Derek Phillps: I always used to rate Cyril Smith. He called a spade a spade, but he should have been coming out on the side of the people that were poorly, not jobs. They could have shut the factory and built something else there.
Stuart Flinders: Sir Cyril rejects the idea he only consulted the firm. He knew and spoke to many asbestos workers, he said. Now 80 years old, he stands by his actions.
Cyril Smith: If they are saying that I should have gone for closing the company they are saying I should have gone for 2500 people on the dole...
Stuart Flinders (interrupts): ...not suggesting close the factory.
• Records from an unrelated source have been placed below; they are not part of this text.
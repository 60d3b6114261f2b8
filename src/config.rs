use serde::Deserialize;

/// Scoring weights feeding the compatibility scorer. Kept as
/// config rather than `const` so an operator can retune without a rebuild.
#[derive(Debug, Deserialize, Clone, Copy)]
pub struct ScoringWeights {
    #[serde(default = "default_w_interest")]
    pub interest: f64,
    #[serde(default = "default_w_demographic")]
    pub demographic: f64,
    #[serde(default = "default_w_chat_mode")]
    pub chat_mode: f64,
    #[serde(default = "default_w_behavior")]
    pub behavior: f64,
    #[serde(default = "default_optimal_age_diff")]
    pub optimal_age_diff: i32,
    #[serde(default = "default_max_age_diff")]
    pub max_age_diff: i32,
    #[serde(default = "default_same_gender_bonus")]
    pub same_gender_bonus: f64,
    #[serde(default = "default_premium_bonus")]
    pub premium_bonus: f64,
    #[serde(default = "default_video_mode_bonus")]
    pub video_mode_bonus: f64,
    #[serde(default = "default_video_text_penalty")]
    pub video_text_penalty: f64,
    #[serde(default = "default_age_range_bonus")]
    pub age_range_bonus: f64,
    #[serde(default = "default_priority_time_secs")]
    pub priority_time_secs: f64,
}

fn default_w_interest() -> f64 { 0.35 }
fn default_w_demographic() -> f64 { 0.25 }
fn default_w_chat_mode() -> f64 { 0.30 }
fn default_w_behavior() -> f64 { 0.10 }
fn default_optimal_age_diff() -> i32 { 5 }
fn default_max_age_diff() -> i32 { 25 }
fn default_same_gender_bonus() -> f64 { 0.10 }
fn default_premium_bonus() -> f64 { 0.10 }
fn default_video_mode_bonus() -> f64 { 0.05 }
fn default_video_text_penalty() -> f64 { 0.10 }
fn default_age_range_bonus() -> f64 { 0.10 }
fn default_priority_time_secs() -> f64 { 15.0 }

impl Default for ScoringWeights {
    fn default() -> Self {
        Self {
            interest: default_w_interest(),
            demographic: default_w_demographic(),
            chat_mode: default_w_chat_mode(),
            behavior: default_w_behavior(),
            optimal_age_diff: default_optimal_age_diff(),
            max_age_diff: default_max_age_diff(),
            same_gender_bonus: default_same_gender_bonus(),
            premium_bonus: default_premium_bonus(),
            video_mode_bonus: default_video_mode_bonus(),
            video_text_penalty: default_video_text_penalty(),
            age_range_bonus: default_age_range_bonus(),
            priority_time_secs: default_priority_time_secs(),
        }
    }
}

#[derive(Debug, Deserialize, Clone)]
pub struct AppConfig {
    #[serde(default = "default_port")]
    pub port: u16,
    #[serde(default = "default_cors_origins")]
    pub cors_origins: Vec<String>,
    #[serde(default = "default_inactive_threshold_secs")]
    pub inactive_threshold_secs: u64,
    #[serde(default = "default_cleanup_interval_secs")]
    pub cleanup_interval_secs: u64,
    #[serde(default = "default_rematch_interval_secs")]
    pub rematch_interval_secs: u64,
    #[serde(default = "default_max_wait_secs")]
    pub max_wait_secs: u64,
    #[serde(default = "default_video_threshold")]
    pub video_threshold: f64,
    #[serde(default = "default_text_threshold")]
    pub text_threshold: f64,
    #[serde(default = "default_typing_stop_secs")]
    pub typing_stop_secs: u64,
    #[serde(default = "default_video_call_request_ttl_secs")]
    pub video_call_request_ttl_secs: u64,
    #[serde(default)]
    pub scoring: ScoringWeights,
}

fn default_port() -> u16 { 3003 }
fn default_cors_origins() -> Vec<String> { vec!["*".into()] }
fn default_inactive_threshold_secs() -> u64 { 300 }
fn default_cleanup_interval_secs() -> u64 { 60 }
fn default_rematch_interval_secs() -> u64 { 5 }
fn default_max_wait_secs() -> u64 { 45 }
fn default_video_threshold() -> f64 { 70.0 }
fn default_text_threshold() -> f64 { 65.0 }
fn default_typing_stop_secs() -> u64 { 3 }
fn default_video_call_request_ttl_secs() -> u64 { 30 }

impl Default for AppConfig {
    fn default() -> Self {
        Self {
            port: default_port(),
            cors_origins: default_cors_origins(),
            inactive_threshold_secs: default_inactive_threshold_secs(),
            cleanup_interval_secs: default_cleanup_interval_secs(),
            rematch_interval_secs: default_rematch_interval_secs(),
            max_wait_secs: default_max_wait_secs(),
            video_threshold: default_video_threshold(),
            text_threshold: default_text_threshold(),
            typing_stop_secs: default_typing_stop_secs(),
            video_call_request_ttl_secs: default_video_call_request_ttl_secs(),
            scoring: ScoringWeights::default(),
        }
    }
}

impl AppConfig {
    pub fn load() -> anyhow::Result<Self> {
        let config = config::Config::builder()
            .add_source(config::Environment::with_prefix("STRANGER_MATCH").separator("__"))
            .build()?;
        Ok(config.try_deserialize().unwrap_or_default())
    }
}
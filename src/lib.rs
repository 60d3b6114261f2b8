pub mod config;
pub mod errors;
pub mod matching;
pub mod pairing;
pub mod profile;
pub mod relay;
pub mod scoring;
pub mod session;
pub mod socket;
pub mod stats;

use socketioxide::SocketIo;

use config::AppConfig;
use matching::MatchingEngine;
use pairing::PairRegistry;
use relay::Relay;
use session::SessionRegistry;

/// Shared server state. Carries the `SocketIo` handle itself (not just a
/// `SocketRef`) so the periodic background loops in `main.rs` can emit into
/// a peer's room without a live socket to hand.
pub struct AppState {
    pub config: AppConfig,
    pub io: SocketIo,
    pub sessions: SessionRegistry,
    pub engine: MatchingEngine,
    pub pairs: PairRegistry,
    pub relay: Relay,
}
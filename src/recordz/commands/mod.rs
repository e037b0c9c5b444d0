//! Plumbing shared by the three managers: result and message types, record
//! selection, and the load/save helpers that turn storage failures into
//! user-facing messages.

use crate::error::{RecordzError, Result};
use std::fmt;
use std::str::FromStr;

pub mod persist;

#[derive(Debug, Clone, Copy, PartialEq, Eq)]
pub enum MessageLevel {
    Info,
    Success,
    Warning,
    Error,
}

#[derive(Debug, Clone, PartialEq, Eq)]
pub struct CmdMessage {
    pub level: MessageLevel,
    pub content: String,
}

impl CmdMessage {
    pub fn info(content: impl Into<String>) -> Self {
        Self {
            level: MessageLevel::Info,
            content: content.into(),
        }
    }

    pub fn success(content: impl Into<String>) -> Self {
        Self {
            level: MessageLevel::Success,
            content: content.into(),
        }
    }

    pub fn warning(content: impl Into<String>) -> Self {
        Self {
            level: MessageLevel::Warning,
            content: content.into(),
        }
    }

    pub fn error(content: impl Into<String>) -> Self {
        Self {
            level: MessageLevel::Error,
            content: content.into(),
        }
    }
}

/// A record together with its 1-based position in the manager's collection.
#[derive(Debug, Clone)]
pub struct DisplayRecord<T> {
    pub index: usize,
    pub record: T,
}

/// What a manager operation did: records it touched, records it lists, and
/// messages for the user.
#[derive(Debug)]
pub struct CmdResult<T> {
    pub affected: Vec<T>,
    pub listed: Vec<DisplayRecord<T>>,
    pub messages: Vec<CmdMessage>,
}

impl<T> Default for CmdResult<T> {
    fn default() -> Self {
        Self {
            affected: Vec::new(),
            listed: Vec::new(),
            messages: Vec::new(),
        }
    }
}

impl<T> CmdResult<T> {
    pub fn add_message(&mut self, message: CmdMessage) {
        self.messages.push(message);
    }

    pub fn with_message(mut self, message: CmdMessage) -> Self {
        self.messages.push(message);
        self
    }

    pub fn with_affected(mut self, records: Vec<T>) -> Self {
        self.affected = records;
        self
    }

    pub fn with_listed(mut self, records: Vec<DisplayRecord<T>>) -> Self {
        self.listed = records;
        self
    }

    pub fn has_errors(&self) -> bool {
        self.messages
            .iter()
            .any(|m| m.level == MessageLevel::Error)
    }
}

/// How a user points at one record: by its list number or by a search term.
#[derive(Debug, Clone, PartialEq, Eq)]
pub enum Selector {
    Index(usize),
    Search(String),
}

impl FromStr for Selector {
    type Err = RecordzError;

    fn from_str(s: &str) -> Result<Self> {
        let trimmed = s.trim();
        if trimmed.is_empty() {
            return Err(RecordzError::Api("Selector cannot be empty".into()));
        }
        match trimmed.parse::<usize>() {
            Ok(n) => Ok(Selector::Index(n)),
            Err(_) => Ok(Selector::Search(trimmed.to_string())),
        }
    }
}

impl fmt::Display for Selector {
    fn fmt(&self, f: &mut fmt::Formatter<'_>) -> fmt::Result {
        match self {
            Selector::Index(n) => write!(f, "#{}", n),
            Selector::Search(term) => write!(f, "\"{}\"", term),
        }
    }
}

/// Normalizes a user search term once, before it is matched against records.
pub fn search_term(term: &str) -> String {
    term.trim().to_lowercase()
}

/// Case-insensitive substring match. `term` must come from [`search_term`].
pub fn contains_term(haystack: &str, term: &str) -> bool {
    haystack.to_lowercase().contains(term)
}

/// Returns clones of all records accepted by `matches`, in collection order.
pub fn search<T, F>(records: &[T], mut matches: F) -> Vec<DisplayRecord<T>>
where
    T: Clone,
    F: FnMut(&T) -> bool,
{
    records
        .iter()
        .enumerate()
        .filter(|(_, r)| matches(r))
        .map(|(i, r)| DisplayRecord {
            index: i + 1,
            record: r.clone(),
        })
        .collect()
}

/// Resolves a selector to exactly one position in `records`.
///
/// A search term must match a single record; several matches yield
/// [`RecordzError::Ambiguous`] with the candidates labelled by list number.
/// A list number past the end is retried as a search for its digits, so a
/// numeric fragment such as a year still finds a record. `matches` receives
/// the term already normalized by [`search_term`].
pub fn resolve<T, M, L>(records: &[T], selector: &Selector, matches: M, label: L) -> Result<usize>
where
    M: Fn(&T, &str) -> bool,
    L: Fn(&T) -> String,
{
    let term = match selector {
        Selector::Index(n) if *n >= 1 && *n <= records.len() => return Ok(n - 1),
        Selector::Index(n) => n.to_string(),
        Selector::Search(term) => term.clone(),
    };
    let needle = search_term(&term);
    let hits: Vec<usize> = records
        .iter()
        .enumerate()
        .filter(|(_, r)| matches(r, &needle))
        .map(|(i, _)| i)
        .collect();
    match hits.as_slice() {
        [] => Err(RecordzError::NotFound(selector.to_string())),
        [only] => Ok(*only),
        many => Err(RecordzError::Ambiguous {
            term,
            candidates: many
                .iter()
                .map(|&i| format!("{}. {}", i + 1, label(&records[i])))
                .collect(),
        }),
    }
}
Suggestion maybe that you could have asked some different questions. You said in the House of Commons there is no danger to the public at large from asbestos...
Cyril Smith: No there isn't and there never was.
Stuart Flinders: Really?
Cyril Smith: Well of course. There is no danger of asbestos to the public at large. You were never in danger of it. I was never in danger of it.
Stuart Flinders: There were people near the factory that fear they were in danger of it...
Cyril Smith (interrupts): Well I'm not sure you are correct, actually I think you are overstating the case. There were people that worked there but they knew the dangers with it. But nobody made them work there. They could have left.